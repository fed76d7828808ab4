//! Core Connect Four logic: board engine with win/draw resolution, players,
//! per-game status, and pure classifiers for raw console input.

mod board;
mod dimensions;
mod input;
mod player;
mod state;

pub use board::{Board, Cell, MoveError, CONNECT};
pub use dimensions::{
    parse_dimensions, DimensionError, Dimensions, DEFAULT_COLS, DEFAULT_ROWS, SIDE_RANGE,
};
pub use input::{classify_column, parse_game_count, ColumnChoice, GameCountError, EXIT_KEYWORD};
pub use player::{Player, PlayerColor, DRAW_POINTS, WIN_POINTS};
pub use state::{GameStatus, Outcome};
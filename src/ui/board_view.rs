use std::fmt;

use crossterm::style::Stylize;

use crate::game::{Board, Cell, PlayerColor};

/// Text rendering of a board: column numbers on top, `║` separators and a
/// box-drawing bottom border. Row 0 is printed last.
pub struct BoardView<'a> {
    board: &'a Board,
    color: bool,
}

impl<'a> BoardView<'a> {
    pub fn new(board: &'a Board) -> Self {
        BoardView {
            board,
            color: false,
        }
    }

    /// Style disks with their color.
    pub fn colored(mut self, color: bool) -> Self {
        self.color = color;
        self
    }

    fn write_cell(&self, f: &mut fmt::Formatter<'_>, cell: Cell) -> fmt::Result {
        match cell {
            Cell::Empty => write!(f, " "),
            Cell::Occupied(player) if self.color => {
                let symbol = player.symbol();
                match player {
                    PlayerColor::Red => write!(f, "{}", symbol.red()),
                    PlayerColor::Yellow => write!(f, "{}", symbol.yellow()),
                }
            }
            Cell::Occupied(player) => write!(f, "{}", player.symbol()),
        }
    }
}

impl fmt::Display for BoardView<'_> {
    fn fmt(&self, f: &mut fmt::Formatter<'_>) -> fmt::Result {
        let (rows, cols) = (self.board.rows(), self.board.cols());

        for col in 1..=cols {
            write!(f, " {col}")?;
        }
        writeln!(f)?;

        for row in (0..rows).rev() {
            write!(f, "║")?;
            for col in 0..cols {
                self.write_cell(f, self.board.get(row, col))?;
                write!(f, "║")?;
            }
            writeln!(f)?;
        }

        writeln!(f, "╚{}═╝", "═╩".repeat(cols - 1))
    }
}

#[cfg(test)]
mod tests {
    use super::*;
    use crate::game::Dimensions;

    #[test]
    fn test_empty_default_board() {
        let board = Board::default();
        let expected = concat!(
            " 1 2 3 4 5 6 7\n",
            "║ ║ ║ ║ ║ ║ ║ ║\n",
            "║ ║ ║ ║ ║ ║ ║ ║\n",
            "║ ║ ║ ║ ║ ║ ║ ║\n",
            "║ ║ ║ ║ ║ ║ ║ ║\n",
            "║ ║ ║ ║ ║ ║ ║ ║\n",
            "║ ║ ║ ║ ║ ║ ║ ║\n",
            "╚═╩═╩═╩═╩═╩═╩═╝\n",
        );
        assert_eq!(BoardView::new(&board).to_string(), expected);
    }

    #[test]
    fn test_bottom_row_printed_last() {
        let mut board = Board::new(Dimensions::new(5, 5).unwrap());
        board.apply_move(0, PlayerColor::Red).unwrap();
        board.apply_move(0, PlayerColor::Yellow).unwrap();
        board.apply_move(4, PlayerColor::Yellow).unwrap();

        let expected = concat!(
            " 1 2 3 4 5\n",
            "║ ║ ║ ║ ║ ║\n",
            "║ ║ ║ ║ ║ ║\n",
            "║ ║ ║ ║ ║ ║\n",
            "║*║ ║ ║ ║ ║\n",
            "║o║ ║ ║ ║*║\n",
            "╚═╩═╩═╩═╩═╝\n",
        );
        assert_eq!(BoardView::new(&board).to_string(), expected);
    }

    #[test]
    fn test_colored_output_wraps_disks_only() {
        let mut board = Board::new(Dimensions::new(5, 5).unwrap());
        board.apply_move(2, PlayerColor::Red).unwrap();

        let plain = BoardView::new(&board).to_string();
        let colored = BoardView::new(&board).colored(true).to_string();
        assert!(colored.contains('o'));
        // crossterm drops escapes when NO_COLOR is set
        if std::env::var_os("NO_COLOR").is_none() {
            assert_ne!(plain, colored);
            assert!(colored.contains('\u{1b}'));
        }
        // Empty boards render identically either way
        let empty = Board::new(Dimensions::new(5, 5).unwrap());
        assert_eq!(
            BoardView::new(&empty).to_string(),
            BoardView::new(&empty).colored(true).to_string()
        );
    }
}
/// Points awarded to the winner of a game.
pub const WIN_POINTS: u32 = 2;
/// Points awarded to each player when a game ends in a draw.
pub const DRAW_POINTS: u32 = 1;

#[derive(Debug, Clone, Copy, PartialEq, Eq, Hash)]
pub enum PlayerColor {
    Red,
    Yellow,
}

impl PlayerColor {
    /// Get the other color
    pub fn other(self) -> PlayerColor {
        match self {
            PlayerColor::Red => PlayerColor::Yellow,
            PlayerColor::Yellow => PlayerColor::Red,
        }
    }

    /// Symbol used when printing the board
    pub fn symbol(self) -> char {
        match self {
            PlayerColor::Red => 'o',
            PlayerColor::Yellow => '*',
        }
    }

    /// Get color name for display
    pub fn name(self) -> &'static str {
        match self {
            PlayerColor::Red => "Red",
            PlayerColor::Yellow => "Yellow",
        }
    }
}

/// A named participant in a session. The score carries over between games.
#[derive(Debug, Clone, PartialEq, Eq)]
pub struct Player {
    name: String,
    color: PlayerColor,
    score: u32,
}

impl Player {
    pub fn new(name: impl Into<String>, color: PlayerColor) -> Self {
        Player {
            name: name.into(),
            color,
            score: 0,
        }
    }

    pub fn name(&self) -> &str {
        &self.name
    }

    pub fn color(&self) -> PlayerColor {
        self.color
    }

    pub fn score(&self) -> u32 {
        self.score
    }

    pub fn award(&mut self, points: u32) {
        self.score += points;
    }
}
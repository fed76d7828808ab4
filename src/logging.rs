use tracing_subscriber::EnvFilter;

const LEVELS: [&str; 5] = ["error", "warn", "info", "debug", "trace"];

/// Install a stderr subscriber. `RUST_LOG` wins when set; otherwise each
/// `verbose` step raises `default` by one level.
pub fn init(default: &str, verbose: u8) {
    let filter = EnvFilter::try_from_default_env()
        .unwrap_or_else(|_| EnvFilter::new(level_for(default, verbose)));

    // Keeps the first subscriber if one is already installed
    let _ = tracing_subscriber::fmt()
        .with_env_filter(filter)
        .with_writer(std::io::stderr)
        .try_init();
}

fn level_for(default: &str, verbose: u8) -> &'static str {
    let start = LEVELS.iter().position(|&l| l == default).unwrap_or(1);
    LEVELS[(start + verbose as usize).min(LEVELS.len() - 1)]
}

◆ ◆ ◆ ◆ ◆ ◆ ◆

WHAT TO WORK ON: When a line in the records above holds "LEVELS", that line is to be reported.

FINAL ANSWER:
const LEVELS: [&str; 5] = ["error", "warn", "info", "debug", "trace"];
    let start = LEVELS.iter().position(|&l| l == default).unwrap_or(1);
    LEVELS[(start + verbose as usize).min(LEVELS.len() - 1)]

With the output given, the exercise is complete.